Your assignment = Check every line of the material below, and show those that contain "UnboundedReceiver".

___

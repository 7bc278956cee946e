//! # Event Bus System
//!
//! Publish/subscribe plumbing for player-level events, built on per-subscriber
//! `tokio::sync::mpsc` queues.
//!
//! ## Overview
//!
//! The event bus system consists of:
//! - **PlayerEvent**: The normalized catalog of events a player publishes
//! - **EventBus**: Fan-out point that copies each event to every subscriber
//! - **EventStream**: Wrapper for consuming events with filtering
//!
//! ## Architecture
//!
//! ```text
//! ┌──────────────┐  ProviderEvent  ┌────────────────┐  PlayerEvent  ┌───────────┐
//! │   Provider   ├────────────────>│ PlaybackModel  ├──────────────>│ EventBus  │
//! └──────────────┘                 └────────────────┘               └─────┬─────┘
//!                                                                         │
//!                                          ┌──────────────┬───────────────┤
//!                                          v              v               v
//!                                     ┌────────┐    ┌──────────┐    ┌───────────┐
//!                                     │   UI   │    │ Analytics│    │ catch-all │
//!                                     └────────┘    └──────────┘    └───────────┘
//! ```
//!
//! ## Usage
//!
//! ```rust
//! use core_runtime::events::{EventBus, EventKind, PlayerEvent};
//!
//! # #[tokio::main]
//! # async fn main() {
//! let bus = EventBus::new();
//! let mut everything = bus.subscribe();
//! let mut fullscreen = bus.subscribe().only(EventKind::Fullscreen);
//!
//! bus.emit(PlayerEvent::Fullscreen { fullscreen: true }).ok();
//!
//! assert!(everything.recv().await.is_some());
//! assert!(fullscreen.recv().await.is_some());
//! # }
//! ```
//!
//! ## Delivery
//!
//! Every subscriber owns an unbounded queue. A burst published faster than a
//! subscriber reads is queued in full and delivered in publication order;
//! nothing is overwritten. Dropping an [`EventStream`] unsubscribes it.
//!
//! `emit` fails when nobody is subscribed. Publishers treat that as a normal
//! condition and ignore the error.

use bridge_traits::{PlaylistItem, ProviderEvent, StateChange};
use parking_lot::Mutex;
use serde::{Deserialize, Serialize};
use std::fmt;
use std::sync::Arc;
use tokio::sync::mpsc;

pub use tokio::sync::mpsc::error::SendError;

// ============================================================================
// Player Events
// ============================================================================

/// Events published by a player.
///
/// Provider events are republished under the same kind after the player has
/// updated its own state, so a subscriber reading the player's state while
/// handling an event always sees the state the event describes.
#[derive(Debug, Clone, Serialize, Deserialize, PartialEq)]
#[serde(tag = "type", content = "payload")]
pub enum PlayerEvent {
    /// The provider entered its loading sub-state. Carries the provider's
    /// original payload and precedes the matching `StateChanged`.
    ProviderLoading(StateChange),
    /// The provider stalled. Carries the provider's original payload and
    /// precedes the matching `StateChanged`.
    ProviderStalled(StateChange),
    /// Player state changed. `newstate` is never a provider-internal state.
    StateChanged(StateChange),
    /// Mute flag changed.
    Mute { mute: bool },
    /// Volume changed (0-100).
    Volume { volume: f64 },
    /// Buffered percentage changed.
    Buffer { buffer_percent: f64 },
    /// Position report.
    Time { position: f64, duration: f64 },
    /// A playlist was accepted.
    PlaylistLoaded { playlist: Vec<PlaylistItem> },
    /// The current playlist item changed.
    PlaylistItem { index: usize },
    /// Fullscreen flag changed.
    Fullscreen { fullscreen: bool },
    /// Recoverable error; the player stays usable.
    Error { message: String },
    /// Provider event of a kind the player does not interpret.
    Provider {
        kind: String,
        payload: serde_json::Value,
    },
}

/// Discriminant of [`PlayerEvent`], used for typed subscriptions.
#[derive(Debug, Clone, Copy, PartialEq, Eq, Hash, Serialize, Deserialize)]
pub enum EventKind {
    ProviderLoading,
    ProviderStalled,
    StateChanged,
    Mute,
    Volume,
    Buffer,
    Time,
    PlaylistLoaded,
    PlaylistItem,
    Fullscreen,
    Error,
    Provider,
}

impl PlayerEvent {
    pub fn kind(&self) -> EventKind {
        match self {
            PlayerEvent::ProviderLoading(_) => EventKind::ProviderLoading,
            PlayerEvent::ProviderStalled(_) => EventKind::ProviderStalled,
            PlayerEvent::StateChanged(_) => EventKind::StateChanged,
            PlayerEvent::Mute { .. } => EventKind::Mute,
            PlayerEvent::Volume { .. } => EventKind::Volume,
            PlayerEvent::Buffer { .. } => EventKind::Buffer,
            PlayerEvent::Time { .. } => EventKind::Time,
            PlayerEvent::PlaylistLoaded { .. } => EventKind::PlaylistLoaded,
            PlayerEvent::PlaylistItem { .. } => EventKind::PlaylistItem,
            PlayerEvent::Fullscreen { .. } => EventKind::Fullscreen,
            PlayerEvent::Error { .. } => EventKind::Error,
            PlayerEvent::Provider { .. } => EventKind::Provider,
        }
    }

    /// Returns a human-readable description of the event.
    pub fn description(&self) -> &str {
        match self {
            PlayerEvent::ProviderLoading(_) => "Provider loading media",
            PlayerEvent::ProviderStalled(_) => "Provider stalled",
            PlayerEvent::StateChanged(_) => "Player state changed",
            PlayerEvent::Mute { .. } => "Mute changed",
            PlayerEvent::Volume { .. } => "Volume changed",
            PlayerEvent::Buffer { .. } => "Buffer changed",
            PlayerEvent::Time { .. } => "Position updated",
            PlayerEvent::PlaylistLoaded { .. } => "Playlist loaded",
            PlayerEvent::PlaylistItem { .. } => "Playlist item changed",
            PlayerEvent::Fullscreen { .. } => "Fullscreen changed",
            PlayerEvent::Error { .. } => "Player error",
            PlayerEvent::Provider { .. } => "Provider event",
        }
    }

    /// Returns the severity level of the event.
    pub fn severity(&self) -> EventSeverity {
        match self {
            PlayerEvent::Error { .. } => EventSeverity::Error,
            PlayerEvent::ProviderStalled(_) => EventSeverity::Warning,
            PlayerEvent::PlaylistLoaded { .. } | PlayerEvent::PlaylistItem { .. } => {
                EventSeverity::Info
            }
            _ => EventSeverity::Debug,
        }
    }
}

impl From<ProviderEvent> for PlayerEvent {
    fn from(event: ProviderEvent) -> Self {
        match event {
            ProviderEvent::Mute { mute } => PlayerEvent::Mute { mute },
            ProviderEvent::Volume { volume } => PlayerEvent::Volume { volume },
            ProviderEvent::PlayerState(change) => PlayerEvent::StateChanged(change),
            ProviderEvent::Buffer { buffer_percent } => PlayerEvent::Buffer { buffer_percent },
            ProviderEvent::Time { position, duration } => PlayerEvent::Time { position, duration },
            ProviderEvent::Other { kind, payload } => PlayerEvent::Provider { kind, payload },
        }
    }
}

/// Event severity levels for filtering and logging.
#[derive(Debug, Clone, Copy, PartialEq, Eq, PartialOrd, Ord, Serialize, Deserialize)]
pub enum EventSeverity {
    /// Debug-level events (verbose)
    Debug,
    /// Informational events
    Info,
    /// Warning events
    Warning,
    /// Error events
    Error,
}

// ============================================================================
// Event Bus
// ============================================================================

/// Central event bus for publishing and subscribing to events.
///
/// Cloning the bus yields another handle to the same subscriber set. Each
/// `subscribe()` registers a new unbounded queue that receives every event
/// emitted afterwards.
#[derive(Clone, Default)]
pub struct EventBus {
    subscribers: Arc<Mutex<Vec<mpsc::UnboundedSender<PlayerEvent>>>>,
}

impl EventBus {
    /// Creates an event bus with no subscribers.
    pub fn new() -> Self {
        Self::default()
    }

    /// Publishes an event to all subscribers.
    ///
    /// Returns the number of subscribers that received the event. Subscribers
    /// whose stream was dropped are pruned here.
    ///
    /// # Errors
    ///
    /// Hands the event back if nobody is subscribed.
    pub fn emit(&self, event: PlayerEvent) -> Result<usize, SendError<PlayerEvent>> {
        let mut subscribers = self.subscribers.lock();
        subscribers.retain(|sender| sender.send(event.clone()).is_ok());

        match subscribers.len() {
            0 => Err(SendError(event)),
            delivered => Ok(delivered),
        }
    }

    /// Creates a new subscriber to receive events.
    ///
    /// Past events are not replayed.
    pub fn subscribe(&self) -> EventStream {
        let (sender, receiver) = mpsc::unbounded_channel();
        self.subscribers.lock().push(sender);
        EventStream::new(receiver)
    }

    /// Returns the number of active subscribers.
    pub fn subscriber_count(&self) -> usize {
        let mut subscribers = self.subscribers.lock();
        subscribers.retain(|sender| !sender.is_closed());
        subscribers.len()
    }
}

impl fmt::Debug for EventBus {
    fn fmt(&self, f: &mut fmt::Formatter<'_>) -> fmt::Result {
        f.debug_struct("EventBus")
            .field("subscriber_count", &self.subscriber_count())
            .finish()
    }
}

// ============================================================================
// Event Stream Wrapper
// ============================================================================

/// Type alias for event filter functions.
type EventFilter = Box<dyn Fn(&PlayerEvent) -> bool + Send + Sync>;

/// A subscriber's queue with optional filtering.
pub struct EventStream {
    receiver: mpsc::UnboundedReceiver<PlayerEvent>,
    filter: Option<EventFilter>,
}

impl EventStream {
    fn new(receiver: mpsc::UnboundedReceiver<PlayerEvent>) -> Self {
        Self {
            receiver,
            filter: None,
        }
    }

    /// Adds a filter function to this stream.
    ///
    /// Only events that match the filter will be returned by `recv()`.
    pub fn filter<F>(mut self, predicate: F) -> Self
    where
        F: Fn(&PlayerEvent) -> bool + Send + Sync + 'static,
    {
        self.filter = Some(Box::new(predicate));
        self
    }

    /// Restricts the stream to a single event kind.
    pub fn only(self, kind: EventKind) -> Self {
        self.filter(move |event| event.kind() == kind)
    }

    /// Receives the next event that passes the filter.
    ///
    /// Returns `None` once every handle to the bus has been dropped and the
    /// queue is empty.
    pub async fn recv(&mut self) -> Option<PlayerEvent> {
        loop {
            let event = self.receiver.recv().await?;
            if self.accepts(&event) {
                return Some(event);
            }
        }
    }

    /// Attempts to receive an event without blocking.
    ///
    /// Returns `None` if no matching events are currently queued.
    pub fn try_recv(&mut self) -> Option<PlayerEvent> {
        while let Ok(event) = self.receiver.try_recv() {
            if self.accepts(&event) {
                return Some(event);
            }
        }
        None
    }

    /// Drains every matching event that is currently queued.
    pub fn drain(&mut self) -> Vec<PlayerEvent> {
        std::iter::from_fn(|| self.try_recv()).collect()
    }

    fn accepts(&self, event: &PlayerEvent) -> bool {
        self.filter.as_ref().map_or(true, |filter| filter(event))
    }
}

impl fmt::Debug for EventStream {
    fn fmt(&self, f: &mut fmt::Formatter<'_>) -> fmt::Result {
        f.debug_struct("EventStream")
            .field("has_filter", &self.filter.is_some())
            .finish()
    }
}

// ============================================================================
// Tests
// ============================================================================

___

Solution for this exercise =
    receiver: mpsc::UnboundedReceiver<PlayerEvent>,
    fn new(receiver: mpsc::UnboundedReceiver<PlayerEvent>) -> Self {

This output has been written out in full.